What About Waste Heat?
rcarlberg writes "The Drexler/Smalley debate skirts the issue, and Drexler's Nanosystems gives it but one dismissive mention (13.3.7), but I can't help wondering about the effect of waste heat on nanomanufacturing."
rcarlberg continues:
In any assembly project, merely moving the components into place is going to generate heat, to say nothing of the heat generated by molecular binding. As your scale of assembly decreases the relative effect of this waste heat will become more significant, to the point where throughput has to be affected, if not the viability of the end product itself.
I would really love to hear an explanation of how the problem of waste heat is going to be solved in nanomanufacturing.



February 16th, 2004 at 10:06 AM
Waste heat removal
The problem is well known. In part it is dealt with in Nanosystems Section 11.5 "Convective cooling systems". It is interesting that Keith Henson and Eric Drexler had a patent on the fractal cooling system (U.S. Pat. #4,769,404 – "Heterodensity heat transfer apparatus and method" which is what is discussed in this section.

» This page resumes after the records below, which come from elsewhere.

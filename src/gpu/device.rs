// gpu/device.rs — wgpu device abstraction.
//
// Responsibilities:
//   - Enumerate Vulkan adapters and prefer real hardware over software
//     rasterizers.
//   - Expose `WorkgroupSize` — the 2D compute tile, validated against the
//     device's limits. 8×8 is the default; tile size is a scheduling
//     detail and never observable in the output.
//   - Compute dispatch dimensions (ceiling division) for a given frame.
//
// ADAPTER SELECTION:
// wgpu's default `request_adapter` power-preference heuristics may grab
// llvmpipe/softpipe on WSL2, where the software renderer appears as a
// valid Vulkan device. We enumerate explicitly and prefer hardware
// device types, falling back to whatever exists so a CI box without a
// GPU can still run the ignored integration tests under a software
// driver.

use std::fmt;

/// A workgroup size configuration for 2D compute dispatches.
///
/// The default is 8×8 (64 invocations per tile), matching the dispatch
/// granularity the filter was tuned for. Override via
/// [`GpuDevice::set_workgroup_size`], which validates the product
/// against the device's invocation limit.
#[derive(Debug, Clone, Copy, PartialEq, Eq)]
pub struct WorkgroupSize {
    pub x: u32,
    pub y: u32,
}

impl WorkgroupSize {
    pub const DEFAULT: WorkgroupSize = WorkgroupSize { x: 8, y: 8 };

    /// Total invocations per workgroup (x * y).
    pub fn total(&self) -> u32 {
        self.x * self.y
    }
}

impl fmt::Display for WorkgroupSize {
    fn fmt(&self, f: &mut fmt::Formatter<'_>) -> fmt::Result {
        write!(f, "{}×{} ({} invocations)", self.x, self.y, self.total())
    }
}

/// Cached adapter information for logging and debugging.
#[derive(Debug, Clone)]
pub struct AdapterInfo {
    pub name: String,
    pub vendor: u32,
    pub device: u32,
    pub device_type: wgpu::DeviceType,
    pub backend: wgpu::Backend,
}

impl fmt::Display for AdapterInfo {
    fn fmt(&self, f: &mut fmt::Formatter<'_>) -> fmt::Result {
        write!(
            f,
            "{} ({:?}, {:?})",
            self.name, self.backend, self.device_type
        )
    }
}

/// The core GPU context: device, queue and active workgroup size.
///
/// Create one per process and keep it for the lifetime of the stream —
/// device initialization is expensive, per-frame work is not.
///
/// # Field drop order
/// Rust drops struct fields in declaration order. `_instance` is declared
/// last so the `wgpu::Instance` outlives `device` and `queue`; some
/// Vulkan layers (dzn on WSL2) crash when the instance dies first.
pub struct GpuDevice {
    pub device: wgpu::Device,
    pub queue: wgpu::Queue,
    pub adapter_info: AdapterInfo,
    pub workgroup_size: WorkgroupSize,
    /// Keeps the `wgpu::Instance` alive until `device` and `queue` are
    /// dropped. Never accessed directly.
    _instance: wgpu::Instance,
}

impl GpuDevice {
    /// Create a `GpuDevice` on the best available Vulkan adapter.
    ///
    /// # Errors
    /// Returns `Err` if no adapter is found or the device request fails.
    pub fn new() -> Result<Self, GpuError> {
        pollster::block_on(Self::init_async())
    }

    async fn init_async() -> Result<Self, GpuError> {
        // Validation layer in debug builds for shader error feedback;
        // non-conformant adapters (dzn on WSL2) allowed in both so a
        // D3D12-backed Vulkan still enumerates.
        let flags = if cfg!(debug_assertions) {
            wgpu::InstanceFlags::VALIDATION
                | wgpu::InstanceFlags::ALLOW_UNDERLYING_NONCOMPLIANT_ADAPTER
        } else {
            wgpu::InstanceFlags::ALLOW_UNDERLYING_NONCOMPLIANT_ADAPTER
        };

        let instance = wgpu::Instance::new(wgpu::InstanceDescriptor {
            backends: wgpu::Backends::VULKAN,
            flags,
            ..Default::default()
        });

        let all_adapters: Vec<wgpu::Adapter> = instance
            .enumerate_adapters(wgpu::Backends::VULKAN)
            .into_iter()
            .collect();

        if all_adapters.is_empty() {
            return Err(GpuError::NoSuitableAdapter);
        }

        for a in &all_adapters {
            let info = a.get_info();
            eprintln!(
                "[edgeline] Vulkan adapter: {} ({:?}, {:?})",
                info.name, info.backend, info.device_type
            );
        }

        // Tier 1: hardware (or hardware-backed) adapters. Tier 2: anything,
        // including llvmpipe — slow but correct, and the only option on a
        // GPU-less box.
        let adapter = all_adapters
            .into_iter()
            .find(|a| {
                matches!(
                    a.get_info().device_type,
                    wgpu::DeviceType::DiscreteGpu
                        | wgpu::DeviceType::IntegratedGpu
                        | wgpu::DeviceType::VirtualGpu
                        | wgpu::DeviceType::Other
                )
            })
            .or_else(|| {
                instance
                    .enumerate_adapters(wgpu::Backends::VULKAN)
                    .into_iter()
                    .next()
            })
            .ok_or(GpuError::NoSuitableAdapter)?;

        let raw_info = adapter.get_info();
        let adapter_info = AdapterInfo {
            name: raw_info.name.clone(),
            vendor: raw_info.vendor,
            device: raw_info.device,
            device_type: raw_info.device_type,
            backend: raw_info.backend,
        };
        eprintln!("[edgeline] using adapter: {adapter_info}");

        let (device, queue): (wgpu::Device, wgpu::Queue) = adapter
            .request_device(
                &wgpu::DeviceDescriptor {
                    label: Some("edgeline"),
                    required_features: wgpu::Features::empty(),
                    required_limits: wgpu::Limits::default(),
                    memory_hints: wgpu::MemoryHints::default(),
                },
                None,
            )
            .await
            .map_err(GpuError::DeviceRequest)?;

        Ok(GpuDevice {
            device,
            queue,
            adapter_info,
            workgroup_size: WorkgroupSize::DEFAULT,
            _instance: instance,
        })
    }

    /// Override the default workgroup size.
    ///
    /// Returns `Err` if the total invocation count (x * y) exceeds the
    /// device's `max_compute_invocations_per_workgroup`.
    pub fn set_workgroup_size(&mut self, x: u32, y: u32) -> Result<(), GpuError> {
        let total = x * y;
        let max = self.device.limits().max_compute_invocations_per_workgroup;
        if x == 0 || y == 0 || total > max {
            return Err(GpuError::WorkgroupTooLarge { total, max });
        }
        self.workgroup_size = WorkgroupSize { x, y };
        Ok(())
    }

    /// Compute the dispatch dimensions needed to cover a frame of the
    /// given size with the active workgroup size.
    ///
    /// Ceiling division: every coordinate in [0, W)×[0, H) is covered
    /// even when the frame dimensions are not tile multiples. The shader
    /// guards the overhang:
    /// ```wgsl
    /// if gid.x >= width || gid.y >= height { return; }
    /// ```
    pub fn dispatch_size(&self, frame_w: u32, frame_h: u32) -> (u32, u32) {
        let dx = (frame_w + self.workgroup_size.x - 1) / self.workgroup_size.x;
        let dy = (frame_h + self.workgroup_size.y - 1) / self.workgroup_size.y;
        (dx, dy)
    }
}

impl fmt::Display for GpuDevice {
    fn fmt(&self, f: &mut fmt::Formatter<'_>) -> fmt::Result {
        write!(
            f,
            "GpuDevice {{ adapter: {}, workgroup: {} }}",
            self.adapter_info, self.workgroup_size
        )
    }
}

// ============================================================
// Error type
// ============================================================

/// Errors from GPU device initialization and configuration.
#[derive(Debug)]
pub enum GpuError {
    /// No Vulkan adapter found at all. Check that Vulkan is installed and
    /// `vulkaninfo` lists at least one device.
    NoSuitableAdapter,
    /// wgpu device request failed (driver issue, unsupported limits, etc.).
    DeviceRequest(wgpu::RequestDeviceError),
    /// Requested workgroup size is zero or exceeds the device's
    /// invocation limit.
    WorkgroupTooLarge { total: u32, max: u32 },
}

impl fmt::Display for GpuError {
    fn fmt(&self, f: &mut fmt::Formatter<'_>) -> fmt::Result {
        match self {
            GpuError::NoSuitableAdapter => {
                write!(f, "no Vulkan adapter found (is Vulkan installed?)")
            }
            GpuError::DeviceRequest(e) => write!(f, "device request failed: {e}"),
            GpuError::WorkgroupTooLarge { total, max } => write!(
                f,
                "workgroup size {total} exceeds device limit of {max} invocations"
            ),
        }
    }
}

impl std::error::Error for GpuError {
    fn source(&self) -> Option<&(dyn std::error::Error + 'static)> {
        match self {
            GpuError::DeviceRequest(e) => Some(e),
            _ => None,
        }
    }
}

// ============================================================
// Tests
// ============================================================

The problem is further discussed by Robert Freitas in Nanomedicine Volume I Sec. 6.5.7 "Global Hypsithermal Limit" (which deals with the limits of heat dissipation from a planet such as Earth. This sets a maximum upper level on the amount of nanomachinery you can have operating on a planet — it works out to about 10 kg/person. The only way offset this build *very* large radiators to radiate the heat into space. I've discussed this somewhat in my planetary dismantlement paper.
The short form is that diamondoid is a very good heat conductor. The heat moves through the diamondoid into a circulating fluid (think automobile or nuclear reactor cooling systems) which then moves the heat to a radiator or cooling tower of some sort. There is nothing new to nanotechnology in this respect. What nanotechnology adds is things like fractal plumbing, perhaps higher velocities in fluid transport, phase change coolants, etc. But it is known that there are still limits. One might compensate for some of the limits by developing more efficient chemical reactions or processes for whatever tasks are being performed so less heat is produced. For example — use reversible computing. It is an area of active research and produces much less heat than current computing methods.
Specification of a complete cooling system requires a relatively complete specification of the nanomachines themselves as well as extensive computational capacity to model the fluid dynamics simulations that need to be done. These were beyond the scope of Nanosystems. But there can be no doubt that at least for some nanomachine designs there will be a feedback component in their design between the machinery that performs the desired function and the capacity of the cooling system. This work would only be different to a small degree from studies of how you keep an automobile engine or the reactor in a nuclear submarine from overheating.
Robert
February 16th, 2004 at 10:15 AM
Solved?
It's a fundamental limit on manufacturing speed, and isn't going to be solved any more than the speed of light is going to be solved. We're not close to fundamental limits yet. Molecular manufacturing should get us close.
If you look in the Nanosystems index under energy dissipation, you will see much more than one mention, but Freitas provides better summaries in his
Ecophagy paper (discussing how it limits grey goo) and in section 6.5.6 of Nanomedicine.